___ Dataset excerpts

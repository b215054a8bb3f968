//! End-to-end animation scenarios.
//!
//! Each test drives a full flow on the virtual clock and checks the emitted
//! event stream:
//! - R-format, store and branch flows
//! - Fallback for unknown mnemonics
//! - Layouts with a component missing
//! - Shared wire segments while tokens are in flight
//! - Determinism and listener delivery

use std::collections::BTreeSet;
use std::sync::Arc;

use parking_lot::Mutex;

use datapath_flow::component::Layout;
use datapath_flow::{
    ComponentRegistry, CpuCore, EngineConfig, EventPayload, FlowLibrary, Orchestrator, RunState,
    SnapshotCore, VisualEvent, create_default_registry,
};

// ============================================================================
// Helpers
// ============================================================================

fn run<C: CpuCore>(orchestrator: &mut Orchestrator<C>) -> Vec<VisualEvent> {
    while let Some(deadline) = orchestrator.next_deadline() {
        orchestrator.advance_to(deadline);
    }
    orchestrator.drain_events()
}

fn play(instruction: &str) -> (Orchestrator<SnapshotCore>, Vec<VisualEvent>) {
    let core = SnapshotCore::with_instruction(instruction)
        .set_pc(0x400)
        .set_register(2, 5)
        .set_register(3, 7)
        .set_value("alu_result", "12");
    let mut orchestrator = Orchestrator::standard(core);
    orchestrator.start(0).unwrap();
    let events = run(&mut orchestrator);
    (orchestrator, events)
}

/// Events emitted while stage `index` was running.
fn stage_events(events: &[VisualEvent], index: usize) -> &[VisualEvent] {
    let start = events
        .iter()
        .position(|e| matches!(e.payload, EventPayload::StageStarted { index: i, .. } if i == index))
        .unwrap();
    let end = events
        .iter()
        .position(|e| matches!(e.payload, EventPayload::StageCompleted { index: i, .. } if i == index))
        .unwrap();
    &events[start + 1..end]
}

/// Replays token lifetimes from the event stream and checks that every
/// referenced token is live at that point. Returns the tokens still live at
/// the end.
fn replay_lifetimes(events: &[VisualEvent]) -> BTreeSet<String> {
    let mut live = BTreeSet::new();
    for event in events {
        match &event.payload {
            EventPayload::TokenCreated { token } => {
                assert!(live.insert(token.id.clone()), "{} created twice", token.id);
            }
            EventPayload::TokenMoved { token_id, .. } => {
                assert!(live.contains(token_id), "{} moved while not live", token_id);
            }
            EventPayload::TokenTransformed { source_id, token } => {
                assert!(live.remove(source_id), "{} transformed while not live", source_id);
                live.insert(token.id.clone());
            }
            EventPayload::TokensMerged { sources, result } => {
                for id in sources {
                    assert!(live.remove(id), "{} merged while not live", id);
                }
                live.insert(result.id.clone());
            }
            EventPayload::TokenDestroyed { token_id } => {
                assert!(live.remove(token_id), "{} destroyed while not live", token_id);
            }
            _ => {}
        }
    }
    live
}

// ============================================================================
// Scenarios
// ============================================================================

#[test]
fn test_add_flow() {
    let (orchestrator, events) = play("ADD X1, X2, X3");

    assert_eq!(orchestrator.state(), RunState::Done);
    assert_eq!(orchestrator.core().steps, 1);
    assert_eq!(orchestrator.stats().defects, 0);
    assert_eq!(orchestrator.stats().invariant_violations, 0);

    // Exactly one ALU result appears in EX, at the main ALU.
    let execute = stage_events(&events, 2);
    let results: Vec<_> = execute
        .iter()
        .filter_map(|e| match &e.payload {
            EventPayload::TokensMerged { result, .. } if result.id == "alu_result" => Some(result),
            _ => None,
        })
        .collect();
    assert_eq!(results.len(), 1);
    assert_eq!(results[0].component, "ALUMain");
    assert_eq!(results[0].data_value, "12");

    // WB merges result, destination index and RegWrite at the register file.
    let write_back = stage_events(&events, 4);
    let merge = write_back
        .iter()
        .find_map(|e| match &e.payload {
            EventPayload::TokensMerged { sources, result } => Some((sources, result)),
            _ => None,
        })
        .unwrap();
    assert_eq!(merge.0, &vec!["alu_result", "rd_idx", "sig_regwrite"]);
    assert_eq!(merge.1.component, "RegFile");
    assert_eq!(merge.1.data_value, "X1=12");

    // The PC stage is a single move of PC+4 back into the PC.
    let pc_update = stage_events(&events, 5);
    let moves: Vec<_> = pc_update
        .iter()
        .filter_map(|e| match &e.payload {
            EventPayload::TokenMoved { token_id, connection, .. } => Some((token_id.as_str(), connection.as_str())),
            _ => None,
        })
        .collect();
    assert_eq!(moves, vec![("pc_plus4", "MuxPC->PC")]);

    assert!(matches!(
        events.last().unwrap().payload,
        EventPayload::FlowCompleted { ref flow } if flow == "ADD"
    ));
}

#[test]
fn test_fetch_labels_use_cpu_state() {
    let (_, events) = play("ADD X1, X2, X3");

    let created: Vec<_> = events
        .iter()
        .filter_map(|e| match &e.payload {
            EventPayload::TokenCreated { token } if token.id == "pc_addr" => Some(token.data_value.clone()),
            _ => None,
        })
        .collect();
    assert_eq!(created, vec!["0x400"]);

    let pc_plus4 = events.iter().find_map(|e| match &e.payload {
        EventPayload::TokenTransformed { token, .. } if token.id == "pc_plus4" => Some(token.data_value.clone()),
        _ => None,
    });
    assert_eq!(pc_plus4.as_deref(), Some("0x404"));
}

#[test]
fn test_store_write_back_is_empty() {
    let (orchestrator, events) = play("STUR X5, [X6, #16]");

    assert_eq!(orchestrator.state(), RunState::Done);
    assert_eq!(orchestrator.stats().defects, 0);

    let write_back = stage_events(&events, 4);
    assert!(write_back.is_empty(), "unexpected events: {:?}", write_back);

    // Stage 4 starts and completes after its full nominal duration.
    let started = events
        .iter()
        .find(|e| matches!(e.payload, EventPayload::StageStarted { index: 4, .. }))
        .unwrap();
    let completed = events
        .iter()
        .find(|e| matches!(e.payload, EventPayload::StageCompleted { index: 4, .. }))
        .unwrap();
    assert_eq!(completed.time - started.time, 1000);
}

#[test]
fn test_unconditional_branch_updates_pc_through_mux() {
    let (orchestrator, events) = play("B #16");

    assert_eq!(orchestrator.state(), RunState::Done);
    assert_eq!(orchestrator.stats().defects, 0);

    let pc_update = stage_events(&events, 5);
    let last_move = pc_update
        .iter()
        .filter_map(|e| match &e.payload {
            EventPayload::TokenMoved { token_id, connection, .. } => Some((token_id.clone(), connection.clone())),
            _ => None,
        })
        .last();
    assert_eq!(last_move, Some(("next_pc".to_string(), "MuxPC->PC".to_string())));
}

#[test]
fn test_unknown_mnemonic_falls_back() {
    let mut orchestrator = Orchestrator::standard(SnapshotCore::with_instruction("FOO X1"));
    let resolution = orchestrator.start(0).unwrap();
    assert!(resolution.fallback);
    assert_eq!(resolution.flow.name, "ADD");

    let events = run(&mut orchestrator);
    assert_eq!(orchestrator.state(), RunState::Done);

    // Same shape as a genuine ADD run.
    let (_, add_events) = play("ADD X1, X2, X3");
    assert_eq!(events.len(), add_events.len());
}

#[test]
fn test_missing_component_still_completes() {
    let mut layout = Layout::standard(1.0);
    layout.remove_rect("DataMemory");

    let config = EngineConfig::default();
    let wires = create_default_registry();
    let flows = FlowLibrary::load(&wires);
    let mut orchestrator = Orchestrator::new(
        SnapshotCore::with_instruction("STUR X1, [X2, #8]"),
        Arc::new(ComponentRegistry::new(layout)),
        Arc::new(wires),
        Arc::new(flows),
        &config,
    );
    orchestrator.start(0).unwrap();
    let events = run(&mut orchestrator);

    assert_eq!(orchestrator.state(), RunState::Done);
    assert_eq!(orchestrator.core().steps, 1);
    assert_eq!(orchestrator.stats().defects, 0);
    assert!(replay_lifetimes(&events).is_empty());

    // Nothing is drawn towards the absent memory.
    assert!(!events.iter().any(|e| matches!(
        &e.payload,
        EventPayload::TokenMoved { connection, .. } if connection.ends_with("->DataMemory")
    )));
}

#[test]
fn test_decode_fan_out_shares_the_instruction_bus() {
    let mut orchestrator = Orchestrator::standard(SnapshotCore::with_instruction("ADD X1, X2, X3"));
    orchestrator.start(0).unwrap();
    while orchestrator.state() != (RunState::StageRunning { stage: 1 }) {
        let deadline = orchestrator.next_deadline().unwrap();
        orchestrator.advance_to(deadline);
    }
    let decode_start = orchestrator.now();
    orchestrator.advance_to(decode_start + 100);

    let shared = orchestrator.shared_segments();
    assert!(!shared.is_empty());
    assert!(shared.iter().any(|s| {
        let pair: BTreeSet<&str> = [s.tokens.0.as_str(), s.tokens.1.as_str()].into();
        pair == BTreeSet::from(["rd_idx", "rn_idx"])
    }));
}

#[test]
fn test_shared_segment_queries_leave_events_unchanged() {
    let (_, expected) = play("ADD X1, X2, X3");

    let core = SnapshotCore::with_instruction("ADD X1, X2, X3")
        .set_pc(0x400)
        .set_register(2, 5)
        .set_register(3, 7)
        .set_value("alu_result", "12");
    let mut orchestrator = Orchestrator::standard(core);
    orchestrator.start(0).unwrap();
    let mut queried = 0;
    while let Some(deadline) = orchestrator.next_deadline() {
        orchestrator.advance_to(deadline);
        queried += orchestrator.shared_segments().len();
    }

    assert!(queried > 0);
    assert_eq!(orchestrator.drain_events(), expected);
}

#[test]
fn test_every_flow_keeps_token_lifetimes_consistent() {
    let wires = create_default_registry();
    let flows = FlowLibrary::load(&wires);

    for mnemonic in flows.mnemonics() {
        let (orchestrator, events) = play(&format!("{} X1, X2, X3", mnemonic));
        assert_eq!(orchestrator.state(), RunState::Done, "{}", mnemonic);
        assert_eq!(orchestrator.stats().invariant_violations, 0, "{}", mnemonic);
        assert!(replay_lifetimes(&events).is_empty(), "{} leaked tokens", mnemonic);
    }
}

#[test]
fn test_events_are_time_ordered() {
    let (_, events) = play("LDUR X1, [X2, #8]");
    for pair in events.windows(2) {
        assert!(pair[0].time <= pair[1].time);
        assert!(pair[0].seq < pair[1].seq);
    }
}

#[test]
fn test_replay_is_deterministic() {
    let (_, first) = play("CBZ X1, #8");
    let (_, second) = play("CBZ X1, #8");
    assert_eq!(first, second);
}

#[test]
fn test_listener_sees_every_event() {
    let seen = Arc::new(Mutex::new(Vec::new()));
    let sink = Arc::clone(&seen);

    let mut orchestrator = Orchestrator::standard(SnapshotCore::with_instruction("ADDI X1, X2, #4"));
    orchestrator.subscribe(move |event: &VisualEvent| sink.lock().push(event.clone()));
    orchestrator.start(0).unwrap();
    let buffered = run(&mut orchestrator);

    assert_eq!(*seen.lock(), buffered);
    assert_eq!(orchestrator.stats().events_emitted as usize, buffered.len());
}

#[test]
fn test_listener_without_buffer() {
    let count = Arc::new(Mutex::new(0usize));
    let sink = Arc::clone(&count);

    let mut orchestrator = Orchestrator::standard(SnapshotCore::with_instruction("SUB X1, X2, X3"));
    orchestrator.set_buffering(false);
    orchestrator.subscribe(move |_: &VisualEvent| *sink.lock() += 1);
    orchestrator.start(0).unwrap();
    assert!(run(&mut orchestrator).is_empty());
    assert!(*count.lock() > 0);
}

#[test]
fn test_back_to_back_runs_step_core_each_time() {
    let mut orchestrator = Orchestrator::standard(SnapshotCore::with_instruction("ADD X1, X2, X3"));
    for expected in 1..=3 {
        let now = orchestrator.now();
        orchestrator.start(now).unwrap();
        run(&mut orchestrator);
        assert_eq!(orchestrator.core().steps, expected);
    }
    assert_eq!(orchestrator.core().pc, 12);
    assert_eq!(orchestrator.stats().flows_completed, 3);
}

______

#### Work order
The answer should consist of every line from the listing above that includes the word "clone".

#### Task solution
                assert!(live.insert(token.id.clone()), "{} created twice", token.id);
                live.insert(token.id.clone());
                live.insert(result.id.clone());
            EventPayload::TokenCreated { token } if token.id == "pc_addr" => Some(token.data_value.clone()),
        EventPayload::TokenTransformed { token, .. } if token.id == "pc_plus4" => Some(token.data_value.clone()),
            EventPayload::TokenMoved { token_id, connection, .. } => Some((token_id.clone(), connection.clone())),
    let sink = Arc::clone(&seen);
    orchestrator.subscribe(move |event: &VisualEvent| sink.lock().push(event.clone()));
    let sink = Arc::clone(&count);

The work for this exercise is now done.